By Ashish Aggarwal (University of Warwick)
This blog is part of a series of New Researcher blogs.
A large share of the working population in developing countries is still engaged in agricultural activities. In India, for instance, over 40% of the employed population works in the agricultural sector and nearly three-quarters of the households depend on rural incomes (World Bank). In addition, the agricultural sector in developing countries is plagued with low investments, forcing workers to rely on natural sources for irrigation as opposed to perennial man-made sources. Gadgil and Gadgil (2006) study the agricultural sector in India during 1951-2003 and find that despite a decline in share of agriculture in GDP in India, severe droughts still adversely impact GDP by 2-5%. In such a context, any unanticipated deviation from normal in rainfall is bound to have adverse effects on productivity and consequently, on incomes of these workers. In this paper, I study whether workers adopt migration as a coping strategy in response to income risks arising out of negative shocks to agriculture. And, if local institutions facilitate or hinder the use of this strategy. In a nutshell, the answers are yes and yes.
I study these questions in the context of indentured migration from colonial India to several British colonies. The abolition of slavery in the 1830s led to a demand for new sources of labour to work on plantations in the colonies. Starting with the “great experiment” in Mauritius (Carter, 1993), over a million Indians became indentured migrants with Mauritius, British Guyana, Natal, and Trinidad being the major destinations. The indentured migration from India was a system of voluntary migration, wherein passages were paid-for and migrants earned fixed wages and rations. The exact terms varied across different colonies, but generally the contracts were specified for a period of five years and after ten years of residency in the colony, a paid-for return passage was also available.
Using a unique dataset on annual district-level outflows of indentured migrants from colonial lndia to several British colonies in the period 1860-1912, I find that famines increased indentures. However, this effect varied according to the land-revenue collection system established by the British. Using the year the district was annexed by Britain to construct an instrument for the land revenue system (Banerjee and Iyer, 2005), I find that emigration responded less to famines in British districts where landlords collected revenue (as opposed to places where individual was responsible for revenue payments). I also find this to be the case in Princely States. However, the reasons for these results are markedly different. Qualitative evidence suggests that landlords were unlikely to grant remissions to their tenants; this increased tenant debt, preventing them from migrating. Interlinked transactions and a general fear of the landlords prevented the tenants from defaulting on their debts. Such coercion was not witnessed in areas where landlords were not the revenue collectors making it easier for people to migrate in times of distress. On the other hand, in Princely states, local rulers adopted liberal measures during famine years in order to help the population. These findings are robust to various placebo and robustness checks. The results are in line with Persaud (2019) who shows that people engaged in indentured migration to escape local price volatility.

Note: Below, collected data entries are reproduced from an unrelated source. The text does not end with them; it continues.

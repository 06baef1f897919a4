//! Multi-language speech recognition with locale auto-detection

use std::sync::Arc;

use parking_lot::RwLock;
use serde::{Deserialize, Serialize};
use tracing::{debug, warn};
use xeno_voice_core::{AudioBuffer, Error, Language, Result, SttBackend};

/// Locales attempted, in order, when auto-detecting
const AUTO_DETECT_CANDIDATES: &[Language] = &[
    Language::EnUs,
    Language::EsEs,
    Language::FrFr,
    Language::DeDe,
    Language::ItIt,
    Language::PtBr,
    Language::ZhCn,
    Language::JaJp,
    Language::HiIn,
];

/// Confidence reported for a pinned-language recognition
const PINNED_CONFIDENCE: f32 = 0.9;
/// Confidence reported for the untagged fallback attempt
const FALLBACK_CONFIDENCE: f32 = 0.8;

/// One recognition result
#[derive(Debug, Clone, PartialEq, Serialize, Deserialize)]
pub struct Recognition {
    pub text: String,
    pub language: Language,
    pub confidence: f32,
}

/// Speech-to-text front end over a pluggable backend
///
/// Either pinned to one locale or auto-detecting (the default). Auto-detect
/// scans a fixed candidate list and keeps the highest-confidence transcript,
/// where per-attempt confidence is `min(len(text) / 100, 1.0)`.
pub struct MultiLanguageSpeechToText {
    backend: Arc<dyn SttBackend>,
    default_language: Language,
    pinned: RwLock<Option<Language>>,
}

impl MultiLanguageSpeechToText {
    pub fn new(backend: Arc<dyn SttBackend>, default_language: Language) -> Self {
        Self {
            backend,
            default_language,
            pinned: RwLock::new(None),
        }
    }

    /// Pin recognition to one locale, disabling auto-detect
    pub fn set_language(&self, language: Language) {
        *self.pinned.write() = Some(language);
    }

    /// Re-enable locale auto-detection
    pub fn enable_auto_detect(&self) {
        *self.pinned.write() = None;
    }

    /// Currently pinned locale, if any
    pub fn pinned_language(&self) -> Option<Language> {
        *self.pinned.read()
    }

    /// Recognize one utterance
    ///
    /// An explicit `language` argument wins over the pinned state. In
    /// pinned mode a no-speech result propagates as [`Error::NoSpeech`]
    /// for the caller to absorb. In auto-detect mode no-speech candidates
    /// just continue the scan; only service failures are hard errors.
    pub async fn recognize(
        &self,
        audio: &AudioBuffer,
        language: Option<Language>,
    ) -> Result<Recognition> {
        // Copy the pinned state out so no lock is held across an await.
        let effective = {
            let pinned = *self.pinned.read();
            language.or(pinned)
        };
        match effective {
            Some(lang) => {
                let text = self.backend.recognize(audio, Some(lang)).await?;
                Ok(Recognition {
                    text,
                    language: lang,
                    confidence: PINNED_CONFIDENCE,
                })
            }
            None => self.auto_detect(audio).await,
        }
    }

    async fn auto_detect(&self, audio: &AudioBuffer) -> Result<Recognition> {
        let mut best: Option<Recognition> = None;

        for &candidate in AUTO_DETECT_CANDIDATES {
            match self.backend.recognize(audio, Some(candidate)).await {
                Ok(text) => {
                    let confidence = (text.chars().count() as f32 / 100.0).min(1.0);
                    debug!(language = %candidate, confidence, "auto-detect candidate");
                    if best.as_ref().map_or(true, |b| confidence > b.confidence) {
                        best = Some(Recognition {
                            text,
                            language: candidate,
                            confidence,
                        });
                    }
                }
                Err(Error::NoSpeech) => continue,
                Err(err) => return Err(err),
            }
        }

        if let Some(best) = best {
            return Ok(best);
        }

        // Every candidate failed: one untagged retry, letting the provider
        // pick the locale.
        match self.backend.recognize(audio, None).await {
            Ok(text) => Ok(Recognition {
                text,
                language: self.default_language,
                confidence: FALLBACK_CONFIDENCE,
            }),
            Err(Error::NoSpeech) => {
                warn!("no speech understood in any locale");
                Ok(Recognition {
                    text: String::new(),
                    language: self.default_language,
                    confidence: 0.0,
                })
            }
            Err(err) => Err(err),
        }
    }
}

#[cfg(test)]
mod tests {
    use super::*;
    use async_trait::async_trait;
    use std::sync::atomic::{AtomicUsize, Ordering};

    /// Backend that only understands one locale
    struct SingleLocaleStt {
        locale: Language,
        text: String,
        calls: AtomicUsize,
    }

    #[async_trait]
    impl SttBackend for SingleLocaleStt {
        async fn recognize(
            &self,
            _audio: &AudioBuffer,
            language: Option<Language>,
        ) -> Result<String> {
            self.calls.fetch_add(1, Ordering::SeqCst);
            match language {
                Some(lang) if lang == self.locale => Ok(self.text.clone()),
                None => Ok(self.text.clone()),
                _ => Err(Error::NoSpeech),
            }
        }

        fn name(&self) -> &str {
            "single-locale-stt"
        }
    }

    struct DeafStt;

    #[async_trait]
    impl SttBackend for DeafStt {
        async fn recognize(
            &self,
            _audio: &AudioBuffer,
            _language: Option<Language>,
        ) -> Result<String> {
            Err(Error::NoSpeech)
        }

        fn name(&self) -> &str {
            "deaf-stt"
        }
    }

    struct BrokenStt;

    #[async_trait]
    impl SttBackend for BrokenStt {
        async fn recognize(
            &self,
            _audio: &AudioBuffer,
            _language: Option<Language>,
        ) -> Result<String> {
            Err(Error::service("stt", "connection refused"))
        }

        fn name(&self) -> &str {
            "broken-stt"
        }
    }

    fn buffer() -> AudioBuffer {
        AudioBuffer::new(vec![100; 16000], 16000)
    }

    #[tokio::test]
    async fn test_pinned_language() {
        let backend = Arc::new(SingleLocaleStt {
            locale: Language::FrFr,
            text: "bonjour tout le monde".to_string(),
            calls: AtomicUsize::new(0),
        });
        let stt = MultiLanguageSpeechToText::new(backend.clone(), Language::EnUs);
        stt.set_language(Language::FrFr);

        let result = stt.recognize(&buffer(), None).await.unwrap();
        assert_eq!(result.language, Language::FrFr);
        assert_eq!(result.confidence, 0.9);
        // Pinned mode performs exactly one backend call.
        assert_eq!(backend.calls.load(Ordering::SeqCst), 1);
    }

    #[tokio::test]
    async fn test_explicit_language_overrides_pin() {
        let backend = Arc::new(SingleLocaleStt {
            locale: Language::DeDe,
            text: "guten tag".to_string(),
            calls: AtomicUsize::new(0),
        });
        let stt = MultiLanguageSpeechToText::new(backend, Language::EnUs);
        stt.set_language(Language::FrFr);

        let result = stt
            .recognize(&buffer(), Some(Language::DeDe))
            .await
            .unwrap();
        assert_eq!(result.language, Language::DeDe);
    }

    #[tokio::test]
    async fn test_auto_detect_finds_locale() {
        let backend = Arc::new(SingleLocaleStt {
            locale: Language::JaJp,
            text: "こんにちは世界".to_string(),
            calls: AtomicUsize::new(0),
        });
        let stt = MultiLanguageSpeechToText::new(backend, Language::EnUs);

        let result = stt.recognize(&buffer(), None).await.unwrap();
        assert_eq!(result.language, Language::JaJp);
        assert!(result.confidence > 0.0);
        assert_eq!(result.text, "こんにちは世界");
    }

    #[tokio::test]
    async fn test_auto_detect_nothing_understood() {
        let stt = MultiLanguageSpeechToText::new(Arc::new(DeafStt), Language::EnUs);
        let result = stt.recognize(&buffer(), None).await.unwrap();
        assert_eq!(result.text, "");
        assert_eq!(result.language, Language::EnUs);
        assert_eq!(result.confidence, 0.0);
    }

    #[tokio::test]
    async fn test_service_error_propagates() {
        let stt = MultiLanguageSpeechToText::new(Arc::new(BrokenStt), Language::EnUs);
        let err = stt.recognize(&buffer(), None).await.unwrap_err();
        assert!(matches!(err, Error::Service { .. }));
    }

    #[tokio::test]
    async fn test_enable_auto_detect_unpins() {
        let stt = MultiLanguageSpeechToText::new(Arc::new(DeafStt), Language::EnUs);
        stt.set_language(Language::EsEs);
        assert_eq!(stt.pinned_language(), Some(Language::EsEs));
        stt.enable_auto_detect();
        assert_eq!(stt.pinned_language(), None);
    }

    #[tokio::test]
    async fn test_pinned_no_speech_propagates() {
        let stt = MultiLanguageSpeechToText::new(Arc::new(DeafStt), Language::EnUs);
        stt.set_language(Language::EnUs);
        assert!(stt
            .recognize(&buffer(), None)
            .await
            .unwrap_err()
            .is_no_speech());
    }
}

Banerjee, Abhijit, and Lakshmi Iyer (2005): “History, Institutions, and Economic Performance: The Legacy of Colonial Land Tenure Systems in India”, American Economic Review, Vol. 95, No. 4, pp. 1190-1213.
Carter, Marina (1993): “The Transition from Slave to Indentured Labour in Mauritius”, Slavery and Abolition, 14:1, pp. 114-130.
Gadgil, Sulochana, and Siddhartha Gadgil (2006): “The Indian Monsoon, GDP and Agriculture”, Economic and Political Weekly, Vol. 41, No. 47, 4887-4895.
Persaud, Alexander (2019): “Escaping Local Risk by Entering Indentureship: Evidence from Nineteenth-Century Indian Migration”, Journal of Economic History, Vol. 79, No. 2, pp. 447-476.